La privatisation pour seul horizon

La commission Ailleret sur le développement de La Poste a suivi la voie de la rentabilité financière pour exiger le changement de statut et l’ouverture du capital de cette entreprise publique.

Thierry Brun  • 18 décembre 2008 abonné·es

Voilà un rapport sur mesure pour préparer la privatisation de La Poste. Clos le 11 décembre, les travaux de la commission voulue par Nicolas Sarkozy et pilotée par François Ailleret, ancien dirigeant d’EDF, ont livré un verdict qui s’aligne sur la volonté du Président et celle des dirigeants de La Poste de créer un opérateur postal privé. Reste la remise officielle du rapport au gouvernement avant que celui-ci ne décide du sort du service public d’ici à la fin de l’année.

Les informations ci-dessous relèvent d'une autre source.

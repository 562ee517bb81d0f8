//! The partial placement: continuous positions for every AP block.
//!
//! A partial placement need not be legal, but its blocks are always on the
//! device and fixed blocks always respect their constraints. Positions are
//! stored as a struct of dense arrays indexed by block ID, since the solver
//! treats the x and y coordinates as separate continuous vectors.

use crate::atoms::FlatPlacementInfo;
use crate::ids::BlockId;
use crate::netlist::{ApNetlist, BlockMobility};
use serde::{Deserialize, Serialize};
use strata_arch::TileLoc;

/// Net-crossing correction factors indexed by `fanout - 1`, used to scale a
/// net's bounding box up to an expected wirelength.
const CROSS_COUNT: [f64; 50] = [
    1.0, 1.0, 1.0, 1.0828, 1.1536, 1.2206, 1.2823, 1.3385, 1.3991, 1.4493, 1.4974, 1.5455, 1.5937,
    1.6418, 1.6899, 1.7304, 1.7709, 1.8114, 1.8519, 1.8924, 1.9288, 1.9652, 2.0015, 2.0379,
    2.0743, 2.1061, 2.1379, 2.1698, 2.2016, 2.2334, 2.2646, 2.2958, 2.3271, 2.3583, 2.3895,
    2.4187, 2.4479, 2.4772, 2.5064, 2.5356, 2.5610, 2.5864, 2.6117, 2.6371, 2.6625, 2.6887,
    2.7148, 2.7410, 2.7671, 2.7933,
];

/// Expected number of channel crossings for a net of the given fanout.
fn wirelength_crossing_count(fanout: usize) -> f64 {
    if fanout == 0 {
        return 0.0;
    }
    if fanout <= CROSS_COUNT.len() {
        CROSS_COUNT[fanout - 1]
    } else {
        2.7933 + 0.02616 * (fanout - CROSS_COUNT.len()) as f64
    }
}

/// A partial placement during the analytical placement flow.
///
/// `x`, `y`, and `layer` are continuous (`f64`); the sub-tile is an integer
/// decided by the legalizers, not the solver. The placement assumes the AP
/// netlist is static: no blocks are added or removed while it is alive.
#[derive(Debug, Clone, Serialize, Deserialize)]
pub struct PartialPlacement {
    /// The x location of each block, indexed by block ID.
    pub block_x_locs: Vec<f64>,
    /// The y location of each block, indexed by block ID.
    pub block_y_locs: Vec<f64>,
    /// The device layer of each block, indexed by block ID.
    pub block_layers: Vec<f64>,
    /// The sub-tile of each block, indexed by block ID.
    pub block_sub_tiles: Vec<i32>,
}

impl PartialPlacement {
    /// Creates the initial placement for the given netlist.
    ///
    /// Moveable blocks start at the (-1, -1, 0, 0) sentinel; fixed blocks
    /// start at their constraint, with unconstrained axes receiving 0.
    pub fn new(netlist: &ApNetlist) -> Self {
        let n = netlist.block_count();
        let mut placement = Self {
            block_x_locs: vec![-1.0; n],
            block_y_locs: vec![-1.0; n],
            block_layers: vec![0.0; n],
            block_sub_tiles: vec![0; n],
        };
        for blk_id in netlist.blocks() {
            if netlist.block_mobility(blk_id) != BlockMobility::Fixed {
                continue;
            }
            let loc = netlist.block_loc(blk_id);
            if let Some(x) = loc.x {
                placement.block_x_locs[blk_id.index()] = f64::from(x);
            }
            if let Some(y) = loc.y {
                placement.block_y_locs[blk_id.index()] = f64::from(y);
            }
            if let Some(layer) = loc.layer {
                placement.block_layers[blk_id.index()] = f64::from(layer);
            }
            if let Some(sub_tile) = loc.sub_tile {
                placement.block_sub_tiles[blk_id.index()] = sub_tile;
            }
        }
        placement
    }

    /// Returns the location of the grid tile containing the given block.
    ///
    /// The floor is taken since a block at x = 0.99999 is still inside the
    /// first tile; blocks are assumed to end up at tile centres, not corners.
    pub fn containing_tile_loc(&self, blk_id: BlockId) -> TileLoc {
        TileLoc::new(
            self.block_x_locs[blk_id.index()].floor() as i32,
            self.block_y_locs[blk_id.index()].floor() as i32,
            self.block_layers[blk_id.index()].floor() as i32,
        )
    }

    /// Computes the half-perimeter wirelength of the current placement.
    ///
    /// Ignored nets are excluded. Positions are used as-is (fractional), so
    /// this is the solver-facing objective value, not a routed-wirelength
    /// estimate.
    pub fn hpwl(&self, netlist: &ApNetlist) -> f64 {
        let mut hpwl = 0.0;
        for net_id in netlist.nets() {
            if netlist.net_is_ignored(net_id) {
                continue;
            }
            let pins = netlist.net_pins(net_id);
            if pins.is_empty() {
                continue;
            }
            let mut min_x = f64::MAX;
            let mut max_x = f64::MIN;
            let mut min_y = f64::MAX;
            let mut max_y = f64::MIN;
            let mut min_z = f64::MAX;
            let mut max_z = f64::MIN;
            for &pin_id in pins {
                let blk = netlist.pin_block(pin_id);
                let x = self.block_x_locs[blk.index()];
                let y = self.block_y_locs[blk.index()];
                let z = self.block_layers[blk.index()];
                min_x = min_x.min(x);
                max_x = max_x.max(x);
                min_y = min_y.min(y);
                max_y = max_y.max(y);
                min_z = min_z.min(z);
                max_z = max_z.max(z);
            }
            hpwl += max_x - min_x + max_y - min_y + max_z - min_z;
        }
        hpwl
    }

    /// Estimates the post-placement wirelength of the current placement.
    ///
    /// Global nets (clocks, resets) are excluded to align with downstream
    /// wirelength estimators. Positions are floored to the containing tile,
    /// and each net's bounding box is scaled by the expected crossing count
    /// for its fanout.
    pub fn estimate_post_placement_wirelength(&self, netlist: &ApNetlist) -> f64 {
        let mut total = 0.0;
        for net_id in netlist.nets() {
            if netlist.net_is_global(net_id) {
                continue;
            }
            let pins = netlist.net_pins(net_id);
            if pins.is_empty() {
                continue;
            }
            let crossing = wirelength_crossing_count(pins.len());
            let mut min_x = f64::MAX;
            let mut max_x = f64::MIN;
            let mut min_y = f64::MAX;
            let mut max_y = f64::MIN;
            let mut min_z = f64::MAX;
            let mut max_z = f64::MIN;
            for &pin_id in pins {
                let blk = netlist.pin_block(pin_id);
                let x = self.block_x_locs[blk.index()];
                let y = self.block_y_locs[blk.index()];
                let z = self.block_layers[blk.index()];
                min_x = min_x.min(x);
                max_x = max_x.max(x);
                min_y = min_y.min(y);
                max_y = max_y.max(y);
                min_z = min_z.min(z);
                max_z = max_z.max(z);
            }
            let tile_dx = max_x.floor() - min_x.floor();
            let tile_dy = max_y.floor() - min_y.floor();
            let tile_dz = max_z.floor() - min_z.floor();
            total += (tile_dx + tile_dy + tile_dz) * crossing;
        }
        total
    }

    /// Verifies the x and y locations.
    ///
    /// Ensures every block has a finite in-range location and every fixed
    /// block matches its constraint on constrained axes. When a valid
    /// flat-placement hint is present, fixed positions are offset by
    /// (0.5, 0.5) before the comparison, since hint files store tile anchor
    /// positions rather than tile centres.
    pub fn verify_locs(
        &self,
        netlist: &ApNetlist,
        grid_width: usize,
        grid_height: usize,
        flat_placement: &FlatPlacementInfo,
    ) -> bool {
        if self.block_x_locs.len() != netlist.block_count() {
            return false;
        }
        if self.block_y_locs.len() != netlist.block_count() {
            return false;
        }
        for blk_id in netlist.blocks() {
            let mut x_pos = self.block_x_locs[blk_id.index()];
            let mut y_pos = self.block_y_locs[blk_id.index()];
            if x_pos.is_nan() || x_pos < 0.0 || x_pos >= grid_width as f64 {
                return false;
            }
            if y_pos.is_nan() || y_pos < 0.0 || y_pos >= grid_height as f64 {
                return false;
            }
            if netlist.block_mobility(blk_id) == BlockMobility::Fixed {
                let fixed_loc = netlist.block_loc(blk_id);
                if flat_placement.valid {
                    x_pos += 0.5;
                    y_pos += 0.5;
                }
                if let Some(fx) = fixed_loc.x {
                    if x_pos != f64::from(fx) {
                        return false;
                    }
                }
                if let Some(fy) = fixed_loc.y {
                    if y_pos != f64::from(fy) {
                        return false;
                    }
                }
            }
        }
        true
    }

    /// Verifies the layer numbers.
    pub fn verify_layers(&self, netlist: &ApNetlist, grid_num_layers: usize) -> bool {
        if self.block_layers.len() != netlist.block_count() {
            return false;
        }
        for blk_id in netlist.blocks() {
            let layer = self.block_layers[blk_id.index()];
            if layer.is_nan() || layer < 0.0 || layer >= grid_num_layers as f64 {
                return false;
            }
            if netlist.block_mobility(blk_id) == BlockMobility::Fixed {
                if let Some(fixed_layer) = netlist.block_loc(blk_id).layer {
                    if layer != f64::from(fixed_layer) {
                        return false;
                    }
                }
            }
        }
        true
    }

    /// Verifies the sub-tiles.
    ///
    /// Only non-negativity is checked: nothing downstream of the partial
    /// legalizer relies on the sub-tile actually existing in its tile yet.
    pub fn verify_sub_tiles(&self, netlist: &ApNetlist) -> bool {
        if self.block_sub_tiles.len() != netlist.block_count() {
            return false;
        }
        for blk_id in netlist.blocks() {
            let sub_tile = self.block_sub_tiles[blk_id.index()];
            if sub_tile < 0 {
                return false;
            }
            if netlist.block_mobility(blk_id) == BlockMobility::Fixed {
                if let Some(fixed_sub_tile) = netlist.block_loc(blk_id).sub_tile {
                    if sub_tile != fixed_sub_tile {
                        return false;
                    }
                }
            }
        }
        true
    }

    /// Runs all verification checks against the given device dimensions.
    pub fn verify(
        &self,
        netlist: &ApNetlist,
        grid_width: usize,
        grid_height: usize,
        grid_num_layers: usize,
        flat_placement: &FlatPlacementInfo,
    ) -> bool {
        self.verify_locs(netlist, grid_width, grid_height, flat_placement)
            && self.verify_layers(netlist, grid_num_layers)
            && self.verify_sub_tiles(netlist)
    }
}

Transmis dès le 9 décembre aux membres de la commission chargée d’étudier ­l’avenir de La Poste, le rapport a provoqué quelques remous. Les syndicats ont claqué la porte au motif que « la commission Ailleret, créée pour répondre à la mobilisation contre la privatisation de La Poste, pour un débat et un référendum, a été largement instrumentalisée par l’État » , souligne un communiqué de la CFTC, FO-COM et SUD-PTT. Autre raison invoquée : le texte comporte nombre d’affirmations orientées vers des exigences de rentabilité financière, dans la seule perspective d’un changement de statut et de l’ouverture de capital de l’entreprise publique.

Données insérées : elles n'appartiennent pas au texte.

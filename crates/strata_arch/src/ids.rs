//! Opaque ID newtypes for architecture entities.
//!
//! Each ID is a thin `u32` wrapper that is `Copy`, `Hash`, and
//! `Serialize`/`Deserialize`. These IDs reference primitive models, logical
//! block types, and physical tile types within a device description.

use serde::{Deserialize, Serialize};

macro_rules! define_id {
    ($(#[$meta:meta])* $name:ident) => {
        $(#[$meta])*
        #[derive(Clone, Copy, PartialEq, Eq, Hash, Debug, Serialize, Deserialize)]
        pub struct $name(u32);

        impl $name {
            /// Creates an ID from a raw `u32` index.
            pub fn from_raw(index: u32) -> Self {
                Self(index)
            }

            /// Returns the raw `u32` index.
            pub fn as_raw(self) -> u32 {
                self.0
            }

            /// Returns the raw index as a `usize` for direct array indexing.
            pub fn index(self) -> usize {
                self.0 as usize
            }
        }

        impl std::fmt::Display for $name {
            fn fmt(&self, f: &mut std::fmt::Formatter<'_>) -> std::fmt::Result {
                write!(f, "{}", self.0)
            }
        }
    };
}

define_id!(
    /// Opaque, copyable ID for a primitive model (leaf cell type).
    ///
    /// Model IDs are dense: the raw index doubles as the model's dimension in
    /// primitive-vector space.
    ModelId
);

define_id!(
    /// Opaque, copyable ID for a logical (complex) block type.
    LogicalBlockTypeId
);

define_id!(
    /// Opaque, copyable ID for a physical tile type on the device grid.
    TileTypeId
);

#[cfg(test)]
mod tests {
    use super::*;
    use std::collections::HashSet;

    #[test]
    fn id_roundtrip() {
        let id = ModelId::from_raw(42);
        assert_eq!(id.as_raw(), 42);
        assert_eq!(id.index(), 42);
    }

    #[test]
    fn id_equality() {
        let a = TileTypeId::from_raw(3);
        let b = TileTypeId::from_raw(3);
        let c = TileTypeId::from_raw(4);
        assert_eq!(a, b);
        assert_ne!(a, c);
    }

    #[test]
    fn id_hash_in_set() {
        let mut set = HashSet::new();
        set.insert(LogicalBlockTypeId::from_raw(1));
        set.insert(LogicalBlockTypeId::from_raw(2));
        set.insert(LogicalBlockTypeId::from_raw(1));
        assert_eq!(set.len(), 2);
    }

    #[test]
    fn id_display() {
        let id = ModelId::from_raw(7);
        assert_eq!(format!("{id}"), "7");
    }

    #[test]
    fn id_serde_roundtrip() {
        let id = TileTypeId::from_raw(55);
        let json = serde_json::to_string(&id).unwrap();
        let restored: TileTypeId = serde_json::from_str(&json).unwrap();
        assert_eq!(id, restored);
    }
}
//! Error types for the analytical placement flow.

/// The result type for fallible analytical-placement operations.
pub type ApResult<T> = Result<T, ApError>;

/// Errors that can occur during analytical placement.
///
/// Every fatal condition in the flow surfaces as one of these variants; the
/// embedder is responsible for translating it to an exit code. Recoverable
/// conditions are reported as warning diagnostics instead and never reach
/// this type.
#[derive(Debug, thiserror::Error)]
pub enum ApError {
    /// An atom in the netlist references a model with no dimension in the
    /// architecture's model library.
    #[error("atom '{atom}' uses model index {model_index} which has no dimension in the architecture (only {num_models} models known)")]
    MalformedArchitecture {
        /// The name of the offending atom.
        atom: String,
        /// The out-of-range model index.
        model_index: usize,
        /// The number of models the architecture actually describes.
        num_models: usize,
    },

    /// A user-supplied target density string could not be parsed.
    #[error("malformed target density argument '{0}', expected 'tile_type:factor'")]
    MalformedTargetDensity(String),

    /// A target density factor was zero or negative.
    #[error("target density for tile type '{tile_type}' must be positive, got {factor}")]
    InvalidTargetDensity {
        /// The tile type the factor was given for.
        tile_type: String,
        /// The rejected factor.
        factor: f64,
    },

    /// A target density argument named a tile type that does not exist.
    #[error("unknown tile type '{0}' in target density argument")]
    UnknownTileType(String),

    /// The conjugate gradient solver failed to converge.
    #[error("conjugate gradient failed to converge while solving for the {axis} axis (residual {residual:.3e} after {iterations} iterations)")]
    SolverNonConvergence {
        /// Which axis was being solved ("x" or "y").
        axis: &'static str,
        /// The relative residual reached before giving up.
        residual: f64,
        /// The number of iterations performed.
        iterations: usize,
    },

    /// The final partial placement failed its post-condition verification.
    #[error("placement verification failed: {0}")]
    PlacementVerifyFailed(String),

    /// The mass report file could not be written.
    #[error("failed to write mass report: {0}")]
    ReportIo(#[from] std::io::Error),

    /// Two frozen collaborators disagree (e.g. the device grid references
    /// tile types the architecture does not describe).
    #[error(transparent)]
    Inconsistent(#[from] strata_common::InternalError),
}
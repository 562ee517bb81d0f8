//! The SimPL-style global placement driver.
//!
//! Each iteration, the analytical solver produces a lower-bound placement
//! (minimal wirelength, heavily overlapping) and the partial legalizer
//! spreads it into an upper-bound placement (mostly legal, worse wirelength).
//! The legalized placement is fed back to the solver as its anchor hint, so
//! over the iterations the two bounds approach each other; the driver stops
//! once they are within a relative gap, or at the iteration cap.

use crate::density::DensityManager;
use crate::error::ApResult;
use crate::legalizer::{make_partial_legalizer, PartialLegalizer, PartialLegalizerKind};
use crate::netlist::ApNetlist;
use crate::placement::PartialPlacement;
use crate::solver::{make_analytical_solver, AnalyticalSolver, AnalyticalSolverKind};
use std::time::Instant;
use strata_diagnostics::{DiagnosticSink, Stage};

/// The maximum number of solve/legalize iterations.
const MAX_NUM_ITERATIONS: usize = 100;

/// The driver stops once `(ub - lb) / ub` drops below this gap. Found
/// empirically to give a good quality/runtime trade-off.
const TARGET_HPWL_RELATIVE_GAP: f64 = 0.05;

/// A global placer: produces a mostly-legal partial placement for a netlist
/// on a device.
pub trait GlobalPlacer {
    /// Runs global placement and returns the resulting placement.
    fn place(&mut self, netlist: &ApNetlist, sink: &DiagnosticSink) -> ApResult<PartialPlacement>;
}

fn print_status_header() {
    println!("----  ----------------  ----------------  -----------  --------------  ----------");
    println!("Iter  Lower Bound HPWL  Upper Bound HPWL  Solver Time  Legalizer Time  Total Time");
    println!("                                                (sec)           (sec)       (sec)");
    println!("----  ----------------  ----------------  -----------  --------------  ----------");
}

fn print_status(
    iteration: usize,
    lb_hpwl: f64,
    ub_hpwl: f64,
    solver_time: f64,
    legalizer_time: f64,
    total_time: f64,
) {
    println!(
        "{iteration:4}  {lb_hpwl:16.2}  {ub_hpwl:16.2}  {solver_time:11.3}  {legalizer_time:14.3}  {total_time:10.3}"
    );
}

/// The SimPL driver: strict alternation of one solver and one legalizer,
/// both chosen at construction.
pub struct SimPlGlobalPlacer {
    solver: Box<dyn AnalyticalSolver>,
    legalizer: Box<dyn PartialLegalizer>,
}

impl SimPlGlobalPlacer {
    /// Builds the solver and legalizer for the given netlist and density
    /// state. `num_models` is the dimensionality of primitive-vector space.
    pub fn new(
        solver_kind: AnalyticalSolverKind,
        legalizer_kind: PartialLegalizerKind,
        netlist: &ApNetlist,
        density_manager: DensityManager,
        num_models: usize,
    ) -> Self {
        Self {
            solver: make_analytical_solver(solver_kind, netlist),
            legalizer: make_partial_legalizer(legalizer_kind, density_manager, num_models),
        }
    }
}

impl GlobalPlacer for SimPlGlobalPlacer {
    fn place(&mut self, netlist: &ApNetlist, sink: &DiagnosticSink) -> ApResult<PartialPlacement> {
        let runtime = Instant::now();
        print_status_header();
        let mut placement = PartialPlacement::new(netlist);
        for iteration in 0..MAX_NUM_ITERATIONS {
            let iter_start_time = runtime.elapsed().as_secs_f64();

            // Lower bound: the solver's minimal-wirelength placement.
            let solver_start_time = runtime.elapsed().as_secs_f64();
            self.solver.solve(iteration, &mut placement)?;
            let solver_end_time = runtime.elapsed().as_secs_f64();
            let lb_hpwl = placement.hpwl(netlist);

            // Upper bound: the spread placement, which becomes the next
            // iteration's anchor hint.
            let legalizer_start_time = runtime.elapsed().as_secs_f64();
            self.legalizer.legalize(netlist, &mut placement, sink)?;
            let legalizer_end_time = runtime.elapsed().as_secs_f64();
            let ub_hpwl = placement.hpwl(netlist);

            let iter_end_time = runtime.elapsed().as_secs_f64();
            print_status(
                iteration,
                lb_hpwl,
                ub_hpwl,
                solver_end_time - solver_start_time,
                legalizer_end_time - legalizer_start_time,
                iter_end_time - iter_start_time,
            );

            let hpwl_relative_gap = (ub_hpwl - lb_hpwl) / ub_hpwl;
            if hpwl_relative_gap < TARGET_HPWL_RELATIVE_GAP {
                break;
            }
        }
        // The legalizer warns when it gives up with bins still overfilled;
        // surface how often that happened across the whole run.
        let spreading_warnings = sink.stage_count(Stage::PartialLegalizer);
        if spreading_warnings > 0 {
            println!(
                "Global placer finished with {spreading_warnings} spreading warnings; \
                 the placement may still be overfilled."
            );
        }
        Ok(placement)
    }
}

Contrairement à ce qu’affirme François Ailleret, « les débats n’ont pas été sereins au sein de la commission, sous la pression constante d’une campagne de promotion du projet de privatisation de La Poste par ses dirigeants ». Aucun des sujets du dossier n’a été mis aux voix, affirment les syndicats. Le président de la commission, qui a organisé 16 réunions entre le 26 septembre et le 11 décembre, a pourtant estimé, dans une belle langue de bois, que « le travail s’est déroulé dans une ambiance sereine et constructive » et que « les débats ont été libres et ouverts » . Sans autre commentaire, François Ailleret conclut que « la majorité des membres de la commission [se sont prononcés] *pour une transformation du statut de l’entreprise en société anonyme ».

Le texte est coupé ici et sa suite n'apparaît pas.